____ Data section

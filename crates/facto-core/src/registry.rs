//! Per-pass accumulation of validated records, grouped by target type.

use crate::error::ProcessingError;
use crate::model::QualifiedName;
use crate::record::AnnotatedRecord;
use std::collections::HashMap;

/// All records targeting one group type, in insertion order.
///
/// Member identifiers are unique; a conflicting record is rejected before
/// insertion. Insertion order drives the branch order of the generated
/// dispatcher, keeping output deterministic across runs.
#[derive(Debug, Clone)]
pub struct Group {
    group_type: QualifiedName,
    members: Vec<AnnotatedRecord>,
    by_identifier: HashMap<String, usize>,
}

impl Group {
    fn new(group_type: QualifiedName) -> Self {
        Self {
            group_type,
            members: Vec::new(),
            by_identifier: HashMap::new(),
        }
    }

    /// Canonical name of the group type.
    #[must_use]
    pub fn group_type(&self) -> &QualifiedName {
        &self.group_type
    }

    /// Members in insertion order.
    #[must_use]
    pub fn members(&self) -> &[AnnotatedRecord] {
        &self.members
    }

    /// Looks up the member registered under an identifier.
    #[must_use]
    pub fn member(&self, identifier: &str) -> Option<&AnnotatedRecord> {
        self.by_identifier
            .get(identifier)
            .map(|&idx| &self.members[idx])
    }

    /// Number of members.
    #[must_use]
    pub fn len(&self) -> usize {
        self.members.len()
    }

    /// Whether the group has no members.
    #[must_use]
    pub fn is_empty(&self) -> bool {
        self.members.is_empty()
    }

    fn add(&mut self, record: AnnotatedRecord) -> Result<(), ProcessingError> {
        if let Some(&idx) = self.by_identifier.get(record.identifier()) {
            return Err(ProcessingError::DuplicateIdentifier {
                declaration: record.declaration().clone(),
                existing: self.members[idx].declaration().clone(),
                identifier: record.identifier().to_owned(),
                group_type: self.group_type.clone(),
            });
        }
        self.by_identifier
            .insert(record.identifier().to_owned(), self.members.len());
        self.members.push(record);
        Ok(())
    }
}

/// Accumulates records across the discovery rounds of one generation pass.
///
/// Groups are kept in discovery order. The registry lives for exactly one
/// pass: populated round by round, consumed by the emitter, then cleared
/// unconditionally so a later pass never re-emits handled records.
#[derive(Debug, Default)]
pub struct GroupRegistry {
    groups: Vec<Group>,
    by_type: HashMap<QualifiedName, usize>,
}

impl GroupRegistry {
    /// Creates an empty registry.
    #[must_use]
    pub fn new() -> Self {
        Self::default()
    }

    /// Adds a record, lazily creating its group.
    ///
    /// # Errors
    ///
    /// [`ProcessingError::DuplicateIdentifier`] when the group already has
    /// a member under the record's identifier; carries both conflicting
    /// declarations. The registry is unchanged on error.
    pub fn add(&mut self, record: AnnotatedRecord) -> Result<(), ProcessingError> {
        let idx = match self.by_type.get(record.group_type()) {
            Some(&idx) => idx,
            None => {
                let idx = self.groups.len();
                self.by_type.insert(record.group_type().clone(), idx);
                self.groups.push(Group::new(record.group_type().clone()));
                idx
            }
        };
        self.groups[idx].add(record)
    }

    /// All groups in discovery order.
    #[must_use]
    pub fn all_groups(&self) -> &[Group] {
        &self.groups
    }

    /// Looks up a group by its type name.
    #[must_use]
    pub fn group(&self, group_type: &QualifiedName) -> Option<&Group> {
        self.by_type.get(group_type).map(|&idx| &self.groups[idx])
    }

    /// Number of groups.
    #[must_use]
    pub fn len(&self) -> usize {
        self.groups.len()
    }

    /// Whether no group has been created.
    #[must_use]
    pub fn is_empty(&self) -> bool {
        self.groups.is_empty()
    }

    /// Drops all accumulated state.
    pub fn clear(&mut self) {
        self.groups.clear();
        self.by_type.clear();
    }
}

________

Your response should hold only an exact copy of the lines above, from the one containing "pub fn group(&self, group_type: &QualifiedName)" through the end of the entries.

Reply:
    pub fn group(&self, group_type: &QualifiedName) -> Option<&Group> {
        self.by_type.get(group_type).map(|&idx| &self.groups[idx])
    }

    /// Number of groups.
    #[must_use]
    pub fn len(&self) -> usize {
        self.groups.len()
    }

    /// Whether no group has been created.
    #[must_use]
    pub fn is_empty(&self) -> bool {
        self.groups.is_empty()
    }

    /// Drops all accumulated state.
    pub fn clear(&mut self) {
        self.groups.clear();
        self.by_type.clear();
    }
}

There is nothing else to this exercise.